If I take a little introspection and looking back on my own path, I notice how my curiousity and relationship towards learning have changed throughout my life.

 

As a small child, I was curious to the world, like we all are when we are children.

 

In my school years, learning about the world meant carrying a school bag heavier than myself, memorising data with the help of tired or harmful teachers (heartful respect for the few exceptions), marching towards to the all familiar feeling of fear before and during being tested, an inescapable race of collecting marks towards results which meant nothing yet everything to me each year.
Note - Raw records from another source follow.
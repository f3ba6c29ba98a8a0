// Licensed under the Apache License, Version 2.0 (the "License");
// you may not use this file except in compliance with the License.
// You may obtain a copy of the License at
//
//     http://www.apache.org/licenses/LICENSE-2.0
//
// Unless required by applicable law or agreed to in writing, software
// distributed under the License is distributed on an "AS IS" BASIS,
// WITHOUT WARRANTIES OR CONDITIONS OF ANY KIND, either express or implied.
// See the License for the specific language governing permissions and
// limitations under the License.

use std::env;
use std::path::Path;
use std::path::PathBuf;
use std::str::FromStr;
use std::time::Duration;

use ron::Options;
use ron::extensions::Extensions;
use serde::Deserialize;
use serde::Serialize;
use tracing::Level;
use tracing::metadata::ParseLevelError;

use crate::prelude::*;

#[derive(Debug, Copy, Clone, Eq, PartialEq, serde_derive::Deserialize, serde_derive::Serialize, clap::ValueEnum)]
#[serde(rename_all = "lowercase")]
pub enum ServerType {
    /// One worker thread per accepted connection.
    Thread,
    /// A single event-loop thread servicing all sockets.
    Multiplex,
}

/// Everything the daemon consumes from configuration. Loaded from a RON
/// file and overridden by CLI flags in the binary; library users fill it in
/// directly.
#[derive(Debug, Clone, PartialEq, serde_derive::Deserialize, serde_derive::Serialize)]
pub struct Config {
    pub host: String,
    pub port: u16,
    /// Serve on a unix domain socket instead of TCP. Conflicts with NAT.
    pub unixsocket: Option<PathBuf>,
    pub nathost: Option<String>,
    /// Required together with `nathost`; 0 re-uses the bound port.
    pub natport: Option<u16>,
    pub servertype: ServerType,
    pub serializers_accepted: Vec<String>,
    pub compression: bool,
    pub oneway_threaded: bool,
    pub iter_streaming: bool,
    /// Seconds a stream may live in total; 0 disables the limit.
    pub iter_stream_lifetime: f64,
    /// Seconds a stream survives its client's disconnect; 0 disables.
    pub iter_stream_linger: f64,
    pub autoproxy: bool,
    pub detailed_traceback: bool,
    pub logwire: bool,
}

impl Default for Config {
    fn default() -> Self {
        Self {
            host: "localhost".to_owned(),
            port: 0,
            unixsocket: None,
            nathost: None,
            natport: None,
            servertype: ServerType::Thread,
            serializers_accepted: vec!["json".to_owned(), "msgpack".to_owned()],
            compression: false,
            oneway_threaded: true,
            iter_streaming: true,
            iter_stream_lifetime: 0.0,
            iter_stream_linger: 30.0,
            autoproxy: true,
            detailed_traceback: false,
            logwire: false,
        }
    }
}

impl Config {
    pub fn validate(&self) -> Result<()> {
        if self.nathost.is_some() != self.natport.is_some() {
            bail!(PyroError::Daemon("must provide natport with nathost".into()));
        }
        if self.nathost.is_some() && self.unixsocket.is_some() {
            bail!(PyroError::Daemon(
                "cannot use nathost together with unixsocket".into()
            ));
        }
        if self.serializers_accepted.is_empty() {
            bail!(PyroError::Daemon("no serializers accepted".into()));
        }
        if self.iter_stream_lifetime < 0.0 || self.iter_stream_linger < 0.0 {
            bail!(PyroError::Daemon("stream timings must not be negative".into()));
        }
        Ok(())
    }

    pub fn stream_lifetime(&self) -> Duration {
        Duration::from_secs_f64(self.iter_stream_lifetime)
    }

    pub fn stream_linger(&self) -> Duration {
        Duration::from_secs_f64(self.iter_stream_linger)
    }
}

fn fallback_config_parent_dir() -> Result<PathBuf> {
    Ok(Path::join(
        &home::home_dir().ok_or(anyhow!("unable to determine home dir"))?,
        ".config",
    ))
}

pub fn default_config_file_dir() -> PathBuf {
    Path::join(
        &env::var("XDG_CONFIG_HOME")
            .map(Into::into)
            .ok()
            .or(fallback_config_parent_dir().ok())
            .unwrap_or_else(|| "/etc".into()),
        "pyrod",
    )
}

pub fn default_config_file() -> PathBuf {
    Path::join(&default_config_file_dir(), "pyrod.ron")
}

pub fn maybe_read_ron_file<T: for<'de> Deserialize<'de>>(path: &Path) -> Result<Option<T>> {
    if !path.exists() {
        debug!("config file does not exist at {path:?}");
        return Ok(None);
    }

    let config_str = std::fs::read_to_string(path)
        .with_context(loc!(), || format!("unable to read config file {path:?}"))?;
    let config: T = Options::default()
        .with_default_extension(Extensions::IMPLICIT_SOME)
        .from_str(&config_str)
        .with_context(loc!(), || format!("error parsing config file {path:?}"))?;
    Ok(Some(config))
}

pub fn print_default_config_and_exit() -> ! {
    println!(
        "{}",
        ron::ser::to_string_pretty::<Config>(&Default::default(), ron::ser::PrettyConfig::default())
            .expect("default config must be serializable")
    );
    std::process::exit(0);
}

#[derive(Clone, Debug, Eq, PartialEq)]
pub struct SerializableLevel(pub Level);

impl FromStr for SerializableLevel {
    type Err = ParseLevelError;
    fn from_str(s: &str) -> Result<Self, Self::Err> {
        Ok(Self(Level::from_str(s)?))
    }
}

impl Serialize for SerializableLevel {
    fn serialize<S: serde::Serializer>(&self, serializer: S) -> Result<S::Ok, S::Error> {
        serializer.serialize_str(self.0.as_str())
    }
}

impl<'de> Deserialize<'de> for SerializableLevel {
    fn deserialize<D: serde::Deserializer<'de>>(deserializer: D) -> Result<Self, D::Error> {
        let s = String::deserialize(deserializer)?;
        Ok(Self(Level::from_str(&s).map_err(serde::de::Error::custom)?))
    }
}
// Licensed under the Apache License, Version 2.0 (the "License");
// you may not use this file except in compliance with the License.
// You may obtain a copy of the License at
//
//     http://www.apache.org/licenses/LICENSE-2.0
//
// Unless required by applicable law or agreed to in writing, software
// distributed under the License is distributed on an "AS IS" BASIS,
// WITHOUT WARRANTIES OR CONDITIONS OF ANY KIND, either express or implied.
// See the License for the specific language governing permissions and
// limitations under the License.

use std::collections::HashMap;
use std::collections::HashSet;
use std::sync::Arc;
use std::sync::RwLock;

use serde_json::Map;
use serde_json::Value;
use serde_json::json;

use crate::errors::RemoteException;
use crate::prelude::*;

// Payloads below this size never win anything from zstd.
const COMPRESSION_MIN_SIZE: usize = 100;

/// A wire codec. Codecs only turn values into bytes and back; compression
/// and the type-replacement pass are layered on top by [`Serializer`].
pub trait Codec: Send + Sync {
    fn serializer_id(&self) -> u16;
    fn name(&self) -> &'static str;
    fn encode(&self, value: &Value) -> Result<Vec<u8>>;
    fn decode(&self, bytes: &[u8]) -> Result<Value>;
}

pub struct JsonCodec;

impl Codec for JsonCodec {
    fn serializer_id(&self) -> u16 {
        2
    }

    fn name(&self) -> &'static str {
        "json"
    }

    fn encode(&self, value: &Value) -> Result<Vec<u8>> {
        serde_json::to_vec(value)
            .map_err(|e| PyroError::Serialization(format!("json encode failed: {e}")).into())
    }

    fn decode(&self, bytes: &[u8]) -> Result<Value> {
        serde_json::from_slice(bytes)
            .map_err(|e| PyroError::Serialization(format!("json decode failed: {e}")).into())
    }
}

pub struct MsgpackCodec;

impl Codec for MsgpackCodec {
    fn serializer_id(&self) -> u16 {
        4
    }

    fn name(&self) -> &'static str {
        "msgpack"
    }

    fn encode(&self, value: &Value) -> Result<Vec<u8>> {
        rmp_serde::to_vec(value)
            .map_err(|e| PyroError::Serialization(format!("msgpack encode failed: {e}")).into())
    }

    fn decode(&self, bytes: &[u8]) -> Result<Value> {
        rmp_serde::from_slice(bytes)
            .map_err(|e| PyroError::Serialization(format!("msgpack decode failed: {e}")).into())
    }
}

/// Replaces a tagged map value (matched on its `__class__` tag) with another
/// value during serialization. Returning None leaves the value untouched.
pub type ReplacerFn = Arc<dyn Fn(&Map<String, Value>) -> Option<Value> + Send + Sync>;

type ReplacerMap = Arc<RwLock<HashMap<String, ReplacerFn>>>;

/// One codec plus the registry-wide replacement table: the handle the daemon
/// actually serializes and deserializes with.
#[derive(Clone)]
pub struct Serializer {
    codec: Arc<dyn Codec>,
    replacers: ReplacerMap,
}

impl Serializer {
    fn new(codec: Arc<dyn Codec>, replacers: ReplacerMap) -> Self {
        Self { codec, replacers }
    }

    pub fn serializer_id(&self) -> u16 {
        self.codec.serializer_id()
    }

    pub fn name(&self) -> &'static str {
        self.codec.name()
    }

    pub fn serialize_data(&self, value: &Value, compress: bool) -> Result<(Vec<u8>, bool)> {
        let value = apply_replacements(value, &self.replacers.read().expect("replacer lock"));
        let bytes = self.codec.encode(&value).location(loc!())?;
        Ok(maybe_compress(bytes, compress))
    }

    pub fn deserialize_data(&self, bytes: &[u8], compressed: bool) -> Result<Value> {
        if compressed {
            let bytes = zstd::stream::decode_all(bytes)
                .map_err(|e| PyroError::Serialization(format!("decompression failed: {e}")))?;
            self.codec.decode(&bytes)
        } else {
            self.codec.decode(bytes)
        }
    }

    pub fn serialize_call(
        &self,
        object_id: &str,
        method: &str,
        vargs: Vec<Value>,
        kwargs: Map<String, Value>,
        compress: bool,
    ) -> Result<(Vec<u8>, bool)> {
        self.serialize_data(&json!([object_id, method, vargs, kwargs]), compress)
    }

    pub fn deserialize_call(
        &self,
        bytes: &[u8],
        compressed: bool,
    ) -> Result<(String, String, Vec<Value>, Map<String, Value>)> {
        let value = self.deserialize_data(bytes, compressed).location(loc!())?;
        let invalid = || PyroError::Serialization("invalid call payload".into());
        let parts = value.as_array().ok_or_else(invalid)?;
        let [object_id, method, vargs, kwargs] = parts.as_slice() else {
            bail!(invalid());
        };
        Ok((
            object_id.as_str().ok_or_else(invalid)?.to_owned(),
            method.as_str().ok_or_else(invalid)?.to_owned(),
            vargs.as_array().ok_or_else(invalid)?.clone(),
            kwargs.as_object().ok_or_else(invalid)?.clone(),
        ))
    }

    /// Serialize an exception payload, substituting a generic error when the
    /// exception itself will not serialize.
    pub fn serialize_exception(
        &self,
        exc: &RemoteException,
        compress: bool,
    ) -> Result<(Vec<u8>, bool)> {
        match self.serialize_data(&exc.to_value(), compress) {
            Ok(out) => Ok(out),
            Err(inner) => {
                let substitute = RemoteException {
                    exc_type: "PyroError".to_owned(),
                    msg: format!(
                        "Error serializing exception: {inner}. Original exception: {}: {}",
                        exc.exc_type, exc.msg
                    ),
                    traceback: exc.traceback.clone(),
                };
                self.serialize_data(&substitute.to_value(), compress)
                    .location(loc!())
            },
        }
    }
}

fn maybe_compress(bytes: Vec<u8>, compress: bool) -> (Vec<u8>, bool) {
    if compress && bytes.len() > COMPRESSION_MIN_SIZE {
        if let Ok(packed) = zstd::stream::encode_all(&bytes[..], 0) {
            if packed.len() < bytes.len() {
                return (packed, true);
            }
        }
    }
    (bytes, false)
}

fn apply_replacements(value: &Value, replacers: &HashMap<String, ReplacerFn>) -> Value {
    if replacers.is_empty() {
        return value.clone();
    }
    match value {
        Value::Object(map) => {
            if let Some(tag) = map.get("__class__").and_then(Value::as_str) {
                if let Some(replacer) = replacers.get(tag) {
                    if let Some(replacement) = replacer(map) {
                        return replacement;
                    }
                }
            }
            Value::Object(
                map.iter()
                    .map(|(k, v)| (k.clone(), apply_replacements(v, replacers)))
                    .collect(),
            )
        },
        Value::Array(items) => Value::Array(
            items
                .iter()
                .map(|item| apply_replacements(item, replacers))
                .collect(),
        ),
        other => other.clone(),
    }
}

/// Codecs by id plus the daemon's accept-list. One registry per daemon.
pub struct SerializerRegistry {
    by_id: HashMap<u16, Arc<dyn Codec>>,
    accepted: HashSet<u16>,
    replacers: ReplacerMap,
}

impl SerializerRegistry {
    /// All known codecs, with the accept-list restricted to the given names.
    pub fn with_accepted_names<S: AsRef<str>>(names: &[S]) -> Result<Self> {
        let codecs: Vec<Arc<dyn Codec>> = vec![Arc::new(JsonCodec), Arc::new(MsgpackCodec)];
        let by_id: HashMap<u16, Arc<dyn Codec>> = codecs
            .into_iter()
            .map(|codec| (codec.serializer_id(), codec))
            .collect();
        let mut accepted = HashSet::new();
        for name in names {
            let name = name.as_ref();
            let codec = by_id
                .values()
                .find(|codec| codec.name() == name)
                .ok_or_else(|| {
                    anyhow!(PyroError::Serialization(format!("unknown serializer: {name}")))
                })?;
            accepted.insert(codec.serializer_id());
        }
        Ok(Self {
            by_id,
            accepted,
            replacers: Arc::new(RwLock::new(HashMap::new())),
        })
    }

    pub fn by_id(&self, id: u16) -> Result<Serializer> {
        self.by_id
            .get(&id)
            .map(|codec| Serializer::new(Arc::clone(codec), Arc::clone(&self.replacers)))
            .ok_or_else(|| anyhow!(PyroError::Serialization(format!("unknown serializer id: {id}"))))
    }

    pub fn by_name(&self, name: &str) -> Result<Serializer> {
        self.by_id
            .values()
            .find(|codec| codec.name() == name)
            .map(|codec| Serializer::new(Arc::clone(codec), Arc::clone(&self.replacers)))
            .ok_or_else(|| anyhow!(PyroError::Serialization(format!("unknown serializer: {name}"))))
    }

    pub fn check_accepted(&self, id: u16) -> Result<()> {
        if self.accepted.contains(&id) {
            Ok(())
        } else {
            bail!(PyroError::Serialization(format!(
                "message used serializer that is not accepted: {id}"
            )))
        }
    }

    /// Install (or overwrite) the replacement hook for one `__class__` tag.
    /// Replacements apply to every codec in this registry and survive object
    /// unregistration: other registered objects of the same type may still
    /// rely on them.
    pub fn register_type_replacement(&self, class_tag: &str, replacer: ReplacerFn) {
        self.replacers
            .write()
            .expect("replacer lock")
            .insert(class_tag.to_owned(), replacer);
    }
}

#[cfg(test)]
mod tests {
    use proptest::prelude::*;

    use super::*;

    fn registry() -> SerializerRegistry {
        SerializerRegistry::with_accepted_names(&["json", "msgpack"]).unwrap()
    }

    #[test]
    fn call_round_trips_through_every_accepted_codec() {
        let registry = registry();
        for name in ["json", "msgpack"] {
            let ser = registry.by_name(name).unwrap();
            let kwargs: Map<String, Value> =
                [("flag".to_owned(), json!(true))].into_iter().collect();
            let (bytes, compressed) = ser
                .serialize_call("obj_1", "hello", vec![json!("world"), json!(42)], kwargs.clone(), false)
                .unwrap();
            let (object_id, method, vargs, got_kwargs) =
                ser.deserialize_call(&bytes, compressed).unwrap();
            assert_eq!(object_id, "obj_1");
            assert_eq!(method, "hello");
            assert_eq!(vargs, vec![json!("world"), json!(42)]);
            assert_eq!(got_kwargs, kwargs);
        }
    }

    #[test]
    fn malformed_call_payload_is_a_serialization_error() {
        let ser = registry().by_name("json").unwrap();
        let (bytes, _) = ser.serialize_data(&json!({"not": "a call"}), false).unwrap();
        let err = ser.deserialize_call(&bytes, false).unwrap_err();
        assert_eq!(crate::errors::wire_kind(&err), "SerializationError");
    }

    #[test]
    fn compression_only_kicks_in_when_it_shrinks_the_payload() {
        let ser = registry().by_name("json").unwrap();

        let small = json!("tiny");
        let (_, compressed) = ser.serialize_data(&small, true).unwrap();
        assert!(!compressed);

        let big = json!(vec!["repetitive repetitive repetitive"; 100]);
        let (bytes, compressed) = ser.serialize_data(&big, true).unwrap();
        assert!(compressed);
        assert_eq!(ser.deserialize_data(&bytes, true).unwrap(), big);
    }

    #[test]
    fn accept_list_is_enforced_by_id() {
        let registry = SerializerRegistry::with_accepted_names(&["json"]).unwrap();
        registry.check_accepted(2).unwrap();
        let err = registry.check_accepted(4).unwrap_err();
        assert_eq!(crate::errors::wire_kind(&err), "SerializationError");
        // The codec itself is still available for replying.
        assert!(registry.by_id(4).is_ok());
    }

    #[test]
    fn unknown_accepted_name_fails_construction() {
        assert!(SerializerRegistry::with_accepted_names(&["pickle"]).is_err());
    }

    #[test]
    fn type_replacements_rewrite_tagged_values_recursively() {
        let registry = registry();
        registry.register_type_replacement(
            "Greeter",
            Arc::new(|map| {
                let id = map.get("id")?.as_str()?;
                Some(json!({"__class__": "Pyro.Proxy", "uri": format!("PYRO:{id}@here:1")}))
            }),
        );
        let ser = registry.by_name("json").unwrap();
        let value = json!({"nested": [{"__class__": "Greeter", "id": "obj_9"}]});
        let (bytes, _) = ser.serialize_data(&value, false).unwrap();
        let out = ser.deserialize_data(&bytes, false).unwrap();
        assert_eq!(out["nested"][0]["__class__"], "Pyro.Proxy");
        assert_eq!(out["nested"][0]["uri"], "PYRO:obj_9@here:1");
    }

    struct BrokenCodec;

    impl Codec for BrokenCodec {
        fn serializer_id(&self) -> u16 {
            99
        }

        fn name(&self) -> &'static str {
            "broken"
        }

        fn encode(&self, value: &Value) -> Result<Vec<u8>> {
            if value.get("__class__").and_then(Value::as_str) == Some("ValueError") {
                bail!(PyroError::Serialization("unserializable exception class".into()));
            }
            serde_json::to_vec(value).map_err(Into::into)
        }

        fn decode(&self, bytes: &[u8]) -> Result<Value> {
            serde_json::from_slice(bytes).map_err(Into::into)
        }
    }

    #[test]
    fn unserializable_exception_is_replaced_by_a_generic_error() {
        let ser = Serializer::new(
            Arc::new(BrokenCodec),
            Arc::new(RwLock::new(HashMap::new())),
        );
        let exc = RemoteException {
            exc_type: "ValueError".to_owned(),
            msg: "boom".to_owned(),
            traceback: vec!["line".to_owned()],
        };
        let (bytes, compressed) = ser.serialize_exception(&exc, false).unwrap();
        assert!(!compressed);
        let value = ser.deserialize_data(&bytes, false).unwrap();
        let substitute = RemoteException::from_value(&value).unwrap();
        assert_eq!(substitute.exc_type, "PyroError");
        assert!(substitute.msg.contains("Error serializing exception"));
        assert!(substitute.msg.contains("ValueError: boom"));
    }

    proptest! {
        #[test]
        fn arbitrary_scalar_args_round_trip(
            s in ".*",
            n in any::<i64>(),
            b in any::<bool>(),
        ) {
            let ser = registry().by_name("msgpack").unwrap();
            let vargs = vec![json!(s), json!(n), json!(b), Value::Null];
            let (bytes, compressed) =
                ser.serialize_call("obj", "m", vargs.clone(), Map::new(), true).unwrap();
            let (_, _, got, _) = ser.deserialize_call(&bytes, compressed).unwrap();
            prop_assert_eq!(got, vargs);
        }
    }
}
School would have killed my curiosity and passion for learning completely, if I didn't have my Grandfather in my life.

 

He believed in the value of culture so deeply, that he spent literally all his excess money throughout his life to collate a home library for his family with over 10.000 books in it, all stored in his small flat and my parents' house. That meant that I was growing up in a room which was fully dedicated to hold the biography section of the library, where floor to ceiling were shelves holding books on the life's of artists, musicians, historical figures, all the many people of the past with their fascinating stories, thoughts, observations, conclusions of their own life's.

 

Each time I opened up a new book, a new world, a new soul opened up in front of me, I just needed to step in and live them through in my mind. It felt like I wasn't just living my own life over those years, I was living through multiple life's like being in a multiverse seeing different life circles of different selves one after each other, it really was a magical time of discovery.

 

Because of those internal experiences, I've managed to stay open and curious to the world around me to this day. And now I'm not in school anymore. In fact I am, but not as a school boy, but as a teacher rather.

 

I share my curiosity and knowledge with young minds now, aiming to show them the experience of learning how it is really meant to be experienced; by opening doors to new worlds, by picking flowers from the fields of knowledge one at a time, by having time to observe, understand and enjoy their complexity, beauty and meaning.

 

So those flowers are planted and integrated into the garden of their growing mind, with no fear needed to recall them.

 

And so they won't lose that magical sense of innocent wonder we're all born with, like I almost did, and keep walking on their paths with open curiosity to the world, to other people, and to themselves.

 

 

Image taken at Balgone Sunflower Trail, Scotland.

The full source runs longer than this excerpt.